▶ WHAT THE TASK ASKS: Write down each entry again, exactly as it reads.
━━━━━ THE RECORDS
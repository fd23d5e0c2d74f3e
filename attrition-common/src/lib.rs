//! # Attrition Common Library
//!
//! Shared code for the attrition analytics service:
//! - Error type and result alias
//! - Bootstrap configuration loading (TOML + overrides)
//! - Fixed employee dataset schema

pub mod config;
pub mod error;
pub mod schema;

pub use error::{Error, Result};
━━━━━━━━━━
▶ COMPLETED EXERCISE:
repository fd23d5e0c2d74f3e
filename attrition-common/src/lib.rs
//! # Attrition Common Library
//!
//! Shared code for the attrition analytics service:
//! - Error type and result alias
//! - Bootstrap configuration loading (TOML + overrides)
//! - Fixed employee dataset schema

pub mod config;
pub mod error;
pub mod schema;

pub use error::{Error, Result};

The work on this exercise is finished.